The Day When a US Medic was Jailed in Myanmar for Treason
By Wei Yan Aung 17 January 2020
Yangon – On this day 69 years ago, a US medic and missionary, Dr. Gordon Seagrave, was sentenced to six years in prison for high treason for allegedly supporting rebel groups.
He could have avoided jail time by leaving the country, but Dr. Seagrave, who was born in what was then Rangoon, refused to leave in consideration of the Shan, Palaung, Lisu and Kachin communities in northern Shan State who relied on him for their health care.
The Johns Hopkins University graduate performed thousands of surgeries for members of hill tribes at Namkham Hospital between 1922 and 1951.
However, when a rebel group led by Kachin Lieutenant Naw Seng occupied Namkham following independence in 1948, the doctor was charged with high treason.
He was given six years in prison but was acquitted on appeal.

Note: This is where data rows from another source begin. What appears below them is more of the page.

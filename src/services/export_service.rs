// src/services/export_service.rs

use chrono::{DateTime, Utc};
use serde::Serialize;
use utoipa::ToSchema;

use crate::{
    common::error::AppError,
    db::{SettingsRepository, TicketRepository},
    models::{settings::AppSettings, ticket::ServiceTicket},
};

/// On-demand backup bundle. Export-only; there is no import path.
#[derive(Debug, Serialize, ToSchema)]
#[serde(rename_all = "camelCase")]
pub struct DataExport {
    pub tickets: Vec<ServiceTicket>,
    pub settings: AppSettings,
    pub export_date: DateTime<Utc>,
}

#[derive(Clone)]
pub struct ExportService {
    tickets: TicketRepository,
    settings: SettingsRepository,
}

impl ExportService {
    pub fn new(tickets: TicketRepository, settings: SettingsRepository) -> Self {
        Self { tickets, settings }
    }

    pub async fn export(&self) -> DataExport {
        DataExport {
            tickets: self.tickets.list().await,
            settings: self.settings.get().await,
            export_date: Utc::now(),
        }
    }

    /// Removes both record keys; the next reads see an empty collection
    /// and default settings.
    pub async fn clear_all(&self) -> Result<(), AppError> {
        self.tickets.clear().await?;
        self.settings.clear().await
    }
}

#[cfg(test)]
mod tests {
    use rust_decimal::Decimal;

    use super::*;
    use crate::{
        db::RecordStore,
        models::ticket::{NewTicket, ProductType, TicketStatus},
    };

    async fn service() -> (ExportService, TicketRepository, SettingsRepository) {
        let store = RecordStore::new(crate::db::test_pool().await);
        let tickets = TicketRepository::new(store.clone());
        let settings = SettingsRepository::new(store);
        (
            ExportService::new(tickets.clone(), settings.clone()),
            tickets,
            settings,
        )
    }

    fn sample() -> NewTicket {
        NewTicket {
            client_name: "Ana Pop".to_string(),
            client_phone: "0722111222".to_string(),
            client_email: String::new(),
            product_type: ProductType::Laptop,
            product_model: "Dell XPS".to_string(),
            product_serial_number: String::new(),
            problem_description: String::new(),
            diagnostic: String::new(),
            solution_applied: String::new(),
            cost: Decimal::from(250),
            status: TicketStatus::Pending,
            technician_name: "Ion".to_string(),
            date_received: Utc::now(),
            date_delivered: None,
            telegram_sent: false,
            telegram_message_id: None,
        }
    }

    #[tokio::test]
    async fn export_bundles_tickets_and_settings() {
        let (export, tickets, settings) = service().await;
        tickets.create(sample()).await.unwrap();
        settings
            .update_technician_name("Ioana".to_string())
            .await
            .unwrap();

        let bundle = export.export().await;
        assert_eq!(bundle.tickets.len(), 1);
        assert_eq!(bundle.settings.technician_name, "Ioana");
        assert!(bundle.export_date <= Utc::now());
    }

    #[tokio::test]
    async fn clear_all_wipes_both_records() {
        let (export, tickets, settings) = service().await;
        tickets.create(sample()).await.unwrap();
        settings
            .update_technician_name("Ioana".to_string())
            .await
            .unwrap();

        export.clear_all().await.unwrap();
        assert!(tickets.list().await.is_empty());
        assert_eq!(settings.get().await.technician_name, "Technician");
    }
}
//src/main.rs

use axum::{
    routing::{delete, get, post},
    Router,
};
use tokio::net::TcpListener;
use utoipa::OpenApi;
use utoipa_swagger_ui::SwaggerUi;

mod common;
mod config;
mod db;
mod docs;
mod handlers;
mod models;
mod services;

use crate::config::AppState;
use crate::docs::ApiDoc;

#[tokio::main]
async fn main() {
    tracing_subscriber::fmt().with_target(false).compact().init();

    // If configuration or the database fail, the application must not start.
    let app_state = AppState::new()
        .await
        .expect("failed to initialize application state");

    sqlx::migrate!()
        .run(&app_state.db_pool)
        .await
        .expect("failed to run database migrations");

    tracing::info!("✅ database migrations applied");

    let ticket_routes = Router::new()
        .route(
            "/",
            post(handlers::tickets::create_ticket).get(handlers::tickets::list_tickets),
        )
        .route("/resolve", get(handlers::tickets::resolve_deep_link))
        .route(
            "/{id}",
            get(handlers::tickets::get_ticket)
                .put(handlers::tickets::update_ticket)
                .delete(handlers::tickets::delete_ticket),
        )
        .route("/{id}/notify", post(handlers::tickets::notify_ticket))
        .route("/{id}/qr.png", get(handlers::tickets::ticket_qr))
        .route("/{id}/label.pdf", get(handlers::tickets::ticket_label))
        .route("/{id}/sheet.pdf", get(handlers::tickets::ticket_sheet));

    let settings_routes = Router::new()
        .route(
            "/",
            get(handlers::settings::get_settings).put(handlers::settings::update_settings),
        )
        .route(
            "/telegram",
            get(handlers::settings::get_telegram_config)
                .put(handlers::settings::update_telegram_config),
        );

    let report_routes = Router::new()
        .route("/revenue", get(handlers::reports::revenue_report))
        .route("/technicians", get(handlers::reports::technician_report))
        .route("/products", get(handlers::reports::product_report))
        .route("/clients/{name}", get(handlers::reports::client_report))
        .route("/dashboard", get(handlers::reports::dashboard_stats))
        .route("/client-names", get(handlers::reports::client_names))
        .route(
            "/technician-names",
            get(handlers::reports::technician_names),
        );

    let telegram_routes = Router::new()
        .route("/test", post(handlers::telegram::test_connection))
        .route("/sync", post(handlers::telegram::sync_from_channel));

    let label_routes = Router::new().route("/product", post(handlers::labels::product_label));

    let data_routes = Router::new()
        .route("/export", get(handlers::data::export_data))
        .route("/", delete(handlers::data::wipe_data));

    let app = Router::new()
        .route("/api/health", get(|| async { "OK" }))
        .nest("/api/tickets", ticket_routes)
        .nest("/api/settings", settings_routes)
        .nest("/api/reports", report_routes)
        .nest("/api/telegram", telegram_routes)
        .nest("/api/labels", label_routes)
        .nest("/api/data", data_routes)
        .merge(SwaggerUi::new("/docs").url("/api-docs/openapi.json", ApiDoc::openapi()))
        .with_state(app_state);

    let port = std::env::var("PORT").unwrap_or_else(|_| "3000".to_string());
    let addr = format!("0.0.0.0:{port}");
    let listener = TcpListener::bind(&addr)
        .await
        .expect("failed to bind TCP listener");
    tracing::info!("🚀 listening on {}", listener.local_addr().unwrap());
    axum::serve(listener, app).await.expect("axum server error");
}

The medic was jailed for around five months in Yangon and put under house arrest for nearly 10 months during the trial. During that period, his elder sister died of exhaustion managing Namkham Hospital.
After Dr. Seagrave’s release, Prime Minister U Nu held consultations with him to improve health care in war-torn rural areas.
The health care plans proposed by Dr. Seagrave never materialized as senior medical officers advising U Nu opposed his suggestions.
Dr. Seagrave continued to work in Shan State at the European-style Namkham Hospital, which was built with rocks from the Shweli River.
According to historical records, when the Revolutionary Council of military dictator U Ne Win nationalized hospitals, it spared Namkham Hospital as a gesture of respect to Dr. Seagrave.
The council nationalized the hospital after Dr. Seagrave’s death in 1965 aged 68 and his body was entombed at the site.